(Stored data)
----------

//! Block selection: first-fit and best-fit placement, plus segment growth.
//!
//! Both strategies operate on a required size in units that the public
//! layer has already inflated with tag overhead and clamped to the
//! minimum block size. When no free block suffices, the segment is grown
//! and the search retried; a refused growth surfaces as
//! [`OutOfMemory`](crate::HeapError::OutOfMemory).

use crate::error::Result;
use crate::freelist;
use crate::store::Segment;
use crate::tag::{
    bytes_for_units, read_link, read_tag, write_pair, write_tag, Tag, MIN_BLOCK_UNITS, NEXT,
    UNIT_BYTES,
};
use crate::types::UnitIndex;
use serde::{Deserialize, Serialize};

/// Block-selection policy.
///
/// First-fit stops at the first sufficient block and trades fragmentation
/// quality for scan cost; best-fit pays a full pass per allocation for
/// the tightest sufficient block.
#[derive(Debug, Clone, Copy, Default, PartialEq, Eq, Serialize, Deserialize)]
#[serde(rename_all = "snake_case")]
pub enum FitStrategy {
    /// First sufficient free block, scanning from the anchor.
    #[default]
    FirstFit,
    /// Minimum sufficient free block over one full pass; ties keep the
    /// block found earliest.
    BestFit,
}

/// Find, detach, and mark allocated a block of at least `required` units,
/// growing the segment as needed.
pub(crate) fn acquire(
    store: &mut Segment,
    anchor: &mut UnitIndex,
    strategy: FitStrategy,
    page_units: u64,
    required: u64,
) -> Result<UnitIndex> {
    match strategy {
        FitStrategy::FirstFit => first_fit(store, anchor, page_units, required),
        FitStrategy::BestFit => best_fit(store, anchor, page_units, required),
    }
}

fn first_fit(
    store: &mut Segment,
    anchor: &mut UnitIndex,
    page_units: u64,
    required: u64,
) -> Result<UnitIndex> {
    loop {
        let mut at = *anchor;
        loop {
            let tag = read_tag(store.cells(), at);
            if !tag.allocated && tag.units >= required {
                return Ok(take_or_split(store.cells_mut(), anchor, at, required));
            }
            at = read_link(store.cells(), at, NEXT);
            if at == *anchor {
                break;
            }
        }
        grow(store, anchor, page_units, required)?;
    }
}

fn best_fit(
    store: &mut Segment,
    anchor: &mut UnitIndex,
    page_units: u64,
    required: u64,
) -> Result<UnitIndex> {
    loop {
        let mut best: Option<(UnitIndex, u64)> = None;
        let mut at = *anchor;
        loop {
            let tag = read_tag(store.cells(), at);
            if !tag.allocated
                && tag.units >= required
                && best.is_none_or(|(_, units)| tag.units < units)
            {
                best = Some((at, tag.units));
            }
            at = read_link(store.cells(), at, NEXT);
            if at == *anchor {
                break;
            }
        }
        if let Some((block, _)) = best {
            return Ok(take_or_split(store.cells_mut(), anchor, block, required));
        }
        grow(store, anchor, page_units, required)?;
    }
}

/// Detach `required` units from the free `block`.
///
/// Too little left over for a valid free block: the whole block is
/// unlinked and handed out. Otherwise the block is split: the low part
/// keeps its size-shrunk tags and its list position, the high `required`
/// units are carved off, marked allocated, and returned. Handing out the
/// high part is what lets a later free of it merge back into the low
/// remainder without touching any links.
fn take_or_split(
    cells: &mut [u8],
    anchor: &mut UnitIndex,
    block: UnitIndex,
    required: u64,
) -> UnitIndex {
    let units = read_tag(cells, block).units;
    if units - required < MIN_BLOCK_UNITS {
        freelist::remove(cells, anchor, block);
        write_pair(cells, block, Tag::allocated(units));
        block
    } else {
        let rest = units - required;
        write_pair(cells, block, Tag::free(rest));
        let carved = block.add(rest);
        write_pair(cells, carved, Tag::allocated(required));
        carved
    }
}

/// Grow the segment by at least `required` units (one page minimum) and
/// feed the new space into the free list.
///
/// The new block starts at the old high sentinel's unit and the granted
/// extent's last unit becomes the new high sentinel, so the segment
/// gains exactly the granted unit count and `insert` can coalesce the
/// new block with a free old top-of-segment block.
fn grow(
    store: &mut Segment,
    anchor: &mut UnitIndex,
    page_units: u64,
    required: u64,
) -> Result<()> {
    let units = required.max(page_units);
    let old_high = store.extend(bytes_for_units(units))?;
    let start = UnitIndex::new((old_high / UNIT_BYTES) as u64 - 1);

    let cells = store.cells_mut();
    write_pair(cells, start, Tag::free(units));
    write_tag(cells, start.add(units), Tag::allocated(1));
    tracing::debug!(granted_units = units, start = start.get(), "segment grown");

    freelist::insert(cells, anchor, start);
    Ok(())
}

----------

(Task goal): From the line that contains "write_pair(cells, start, Tag::free(units));" through the end of the records above, print every line exactly and nothing else.

(Solution to the exercise):
    write_pair(cells, start, Tag::free(units));
    write_tag(cells, start.add(units), Tag::allocated(1));
    tracing::debug!(granted_units = units, start = start.get(), "segment grown");

    freelist::insert(cells, anchor, start);
    Ok(())
}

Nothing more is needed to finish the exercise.